Status of Audits by Audit & Supervisory Board Members, Financial Audits and Internal Audits
- For internal audits of business execution, the company has established an Internal Audit Department, reporting directly to the President. The Internal Audit Department formulates an annual audit plan according to the Company's Basic Regulation for Internal Audits, and conducts an audit of the Group under the approval of the President.
- As for audits by Audit & Supervisory Board Members, each Audit & Supervisory Board Member audits the execution of duties of Directors by attending meetings of the Board of Directors and examining the status of execution of operations based on the audit policy stipulated by Audit & Supervisory Board. To support the function of the Audit & Supervisory Board, the Company has established an Audit & Supervisory Board Members Office.

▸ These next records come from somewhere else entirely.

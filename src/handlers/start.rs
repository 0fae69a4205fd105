use super::{NodeContext, NodeResult};
use crate::flow::StartConfig;
use crate::value::interpolate;

/// Entry node: greet, seed initial variables, continue. Never waits.
pub async fn handle(cfg: &StartConfig, ctx: &NodeContext<'_>) -> NodeResult {
    let mut result = NodeResult::advance();
    if let Some(welcome) = &cfg.welcome_message {
        result.message = Some(interpolate(welcome, ctx.vars()));
    }
    if let Some(init) = &cfg.init_variables {
        result.variables = init.clone();
    }
    result
}
use std::io::{self, BufRead, Write};
use std::path::PathBuf;
use std::sync::Arc;

use anyhow::bail;
use clap::{Args, Parser, Subcommand};
use tracing::info;

use parley::ai::{OllamaClassifier, RulesClassifier};
use parley::config::RuntimeConfig;
use parley::engine::Engine;
use parley::events::RuntimeEvent;
use parley::flow::{Flow, FlowRegistry};
use parley::logger::init_tracing;
use parley::service::{AiService, EmptyKnowledgeService, EmptyToolService, Services};
use parley::session::SessionStatus;
use parley::store::InMemorySessionStore;

#[derive(Parser, Debug)]
#[command(name = "parley", about = "Conversational flow runtime", version = "0.3.0")]
struct Cli {
    #[command(subcommand)]
    command: Commands,
}

#[derive(Subcommand, Debug)]
enum Commands {
    /// Run a flow interactively on stdin/stdout
    Run(RunArgs),

    /// Check a flow document without running it
    Validate { file: PathBuf },

    /// Emit the JSON Schema of the flow wire format
    Schema,
}

#[derive(Args, Debug)]
struct RunArgs {
    /// Path to a flow JSON document
    flow: PathBuf,

    /// Seconds of inactivity before a session is dropped
    #[arg(long, default_value = "1800")]
    session_timeout: u64,

    /// Log level override (error, warn, info, debug, trace)
    #[arg(long, default_value = "info")]
    log_level: String,

    /// Classify with a local Ollama server instead of the keyword rules
    #[arg(long)]
    ollama: bool,
}

#[tokio::main(flavor = "multi_thread", worker_threads = 4)]
async fn main() -> anyhow::Result<()> {
    let cli = Cli::parse();
    match cli.command {
        Commands::Run(args) => run(args).await,
        Commands::Validate { file } => validate(&file),
        Commands::Schema => {
            let schema = schemars::schema_for!(Flow);
            println!("{}", serde_json::to_string_pretty(&schema)?);
            Ok(())
        }
    }
}

async fn run(args: RunArgs) -> anyhow::Result<()> {
    let config = RuntimeConfig::load(None);
    init_tracing(&args.log_level, config.debug);

    let flow = FlowRegistry::load_flow_from_file(&args.flow)?;

    let ai: Arc<dyn AiService> = if args.ollama {
        Arc::new(OllamaClassifier::new())
    } else {
        RulesClassifier::new()
    };
    let services = Services::new(ai, Arc::new(EmptyKnowledgeService), Arc::new(EmptyToolService));
    let engine = Engine::with_config(
        InMemorySessionStore::new(args.session_timeout),
        services,
        config,
    );
    engine.subscribe(Arc::new(|event| {
        if let RuntimeEvent::MessageSent { message, .. } = event {
            println!("bot> {message}");
        }
    }));

    let mut session = engine.start_session(&flow).await?;
    let stdin = io::stdin();
    while session.status == SessionStatus::WaitingInput {
        print!("you> ");
        io::stdout().flush()?;

        let mut line = String::new();
        if stdin.lock().read_line(&mut line)? == 0 {
            session = engine.end_session(&session.id).await?;
            break;
        }
        session = engine.process_input(&flow, &session.id, line.trim()).await?;
    }

    info!(session_id = %session.id, "session finished");
    println!(
        "[session {}: {}]",
        session.id,
        serde_json::to_value(session.status)?
            .as_str()
            .unwrap_or("unknown")
    );
    Ok(())
}

fn validate(file: &PathBuf) -> anyhow::Result<()> {
    let flow = FlowRegistry::load_flow_from_file(file)?;

    if flow.node(&flow.entry_node).is_none() {
        bail!("entry node `{}` does not exist", flow.entry_node);
    }
    for edge in &flow.edges {
        if flow.node(&edge.source).is_none() || flow.node(&edge.target).is_none() {
            bail!(
                "edge `{}` references missing node(s): {} -> {}",
                edge.id,
                edge.source,
                edge.target
            );
        }
    }

    println!(
        "{}: ok ({} nodes, {} edges, {} variables)",
        flow.name,
        flow.nodes.len(),
        flow.edges.len(),
        flow.variables.len()
    );
    Ok(())
}
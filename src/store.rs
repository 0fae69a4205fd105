use std::fmt::Debug;
use std::sync::Arc;
use std::time::Duration;

use async_trait::async_trait;
use moka::future::Cache;
use tracing::info;

use crate::session::Session;

pub type SessionStore = Arc<dyn SessionStoreType>;

/// Keyed session persistence. `set` is a full replacement and must be atomic
/// with respect to concurrent `get`s of the same id.
#[async_trait]
pub trait SessionStoreType: Send + Sync + Debug {
    async fn get(&self, session_id: &str) -> Option<Session>;
    async fn set(&self, session: Session);
    async fn delete(&self, session_id: &str);
}

/// Default store: a process-wide cache that drops sessions after a period
/// of inactivity.
#[derive(Debug)]
pub struct InMemorySessionStore {
    cache: Cache<String, Session>,
}

impl InMemorySessionStore {
    /// Creates a store whose sessions idle out after `ttl_secs`.
    pub fn new(ttl_secs: u64) -> Arc<Self> {
        let cache = Cache::builder()
            .time_to_idle(Duration::from_secs(ttl_secs))
            .eviction_listener(|key: Arc<String>, _session: Session, cause| {
                info!("session evicted: id={}, cause={:?}", key, cause);
            })
            .build();
        Arc::new(Self { cache })
    }
}

#[async_trait]
impl SessionStoreType for InMemorySessionStore {
    async fn get(&self, session_id: &str) -> Option<Session> {
        self.cache.get(session_id).await
    }

    async fn set(&self, session: Session) {
        self.cache.insert(session.id.clone(), session).await;
    }

    async fn delete(&self, session_id: &str) {
        self.cache.invalidate(session_id).await;
    }
}

#[cfg(test)]
mod tests {
    use super::*;
    use crate::flow::Flow;
    use crate::session::SessionStatus;
    use serde_json::json;

    fn sample_session() -> Session {
        let flow = Flow::from_json(
            &json!({
                "version": "1.0",
                "id": "f1",
                "name": "f1",
                "entryNode": "start",
                "nodes": [{"id": "start", "type": "start", "config": {}}],
                "edges": [],
                "variables": [],
                "tools": []
            })
            .to_string(),
        )
        .unwrap();
        Session::new(&flow)
    }

    #[tokio::test]
    async fn set_then_get_returns_replacement() {
        let store = InMemorySessionStore::new(60);
        let mut session = sample_session();
        let id = session.id.clone();

        store.set(session.clone()).await;
        assert_eq!(store.get(&id).await.unwrap().status, SessionStatus::Active);

        session.status = SessionStatus::WaitingInput;
        store.set(session).await;
        assert_eq!(
            store.get(&id).await.unwrap().status,
            SessionStatus::WaitingInput
        );
    }

    #[tokio::test]
    async fn delete_removes_session() {
        let store = InMemorySessionStore::new(60);
        let session = sample_session();
        let id = session.id.clone();

        store.set(session).await;
        store.delete(&id).await;
        assert!(store.get(&id).await.is_none());
    }

    #[tokio::test]
    async fn missing_session_is_none() {
        let store = InMemorySessionStore::new(60);
        assert!(store.get("nope").await.is_none());
    }
}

- PricewaterhouseCoopers Arata LLC is contracted as the Independent Auditors to perform financial audits according to the Companies Act and Financial Instruments and Exchange Act.
- Mutual cooperation between the Internal Audit Department, Audit & Supervisory Board, and Independent Auditors is reinforced through periodic liaison meetings of the Internal Audit Department, Audit & Supervisory Board, and Corporate Auditors of core operating companies, etc. During these meetings, the effectiveness of the Group's internal control system for legal compliance and risk management is reviewed. In addition, the Audit & Supervisory Board confirms the audit plan with the Independent Auditors and receives reports of the results of audits on the Group at the end of the quarterly consolidated accounting period and at the end of the annual consolidated accounting period.
- Details of Independent Auditors Remuneration (NOTICE OF THE 131st ORDINARY GENERAL MEETING OF SHAREHOLDERS)
- Asahi Kasei Report
Strategic Shareholdings
The Company is continuing to reduce its holdings of shares held for purposes other than pure investment (strategic shareholdings), taking into consideration factors such as the risk of share price fluctuations, costs associated with such holdings, and capital efficiency.
The purpose, effectiveness and economic rationale of individual strategic shareholdings are regularly evaluated from qualitative and quantitative aspects each year, and are reviewed by the Board of Directors.
As a result of the verification, the Company reduces, through sales or other means, holdings of shares judged to be no longer compatible with the purpose of holding them or deemed to have costs and risks that outweigh the benefits of holding them, taking into consideration the conditions of the company concerned.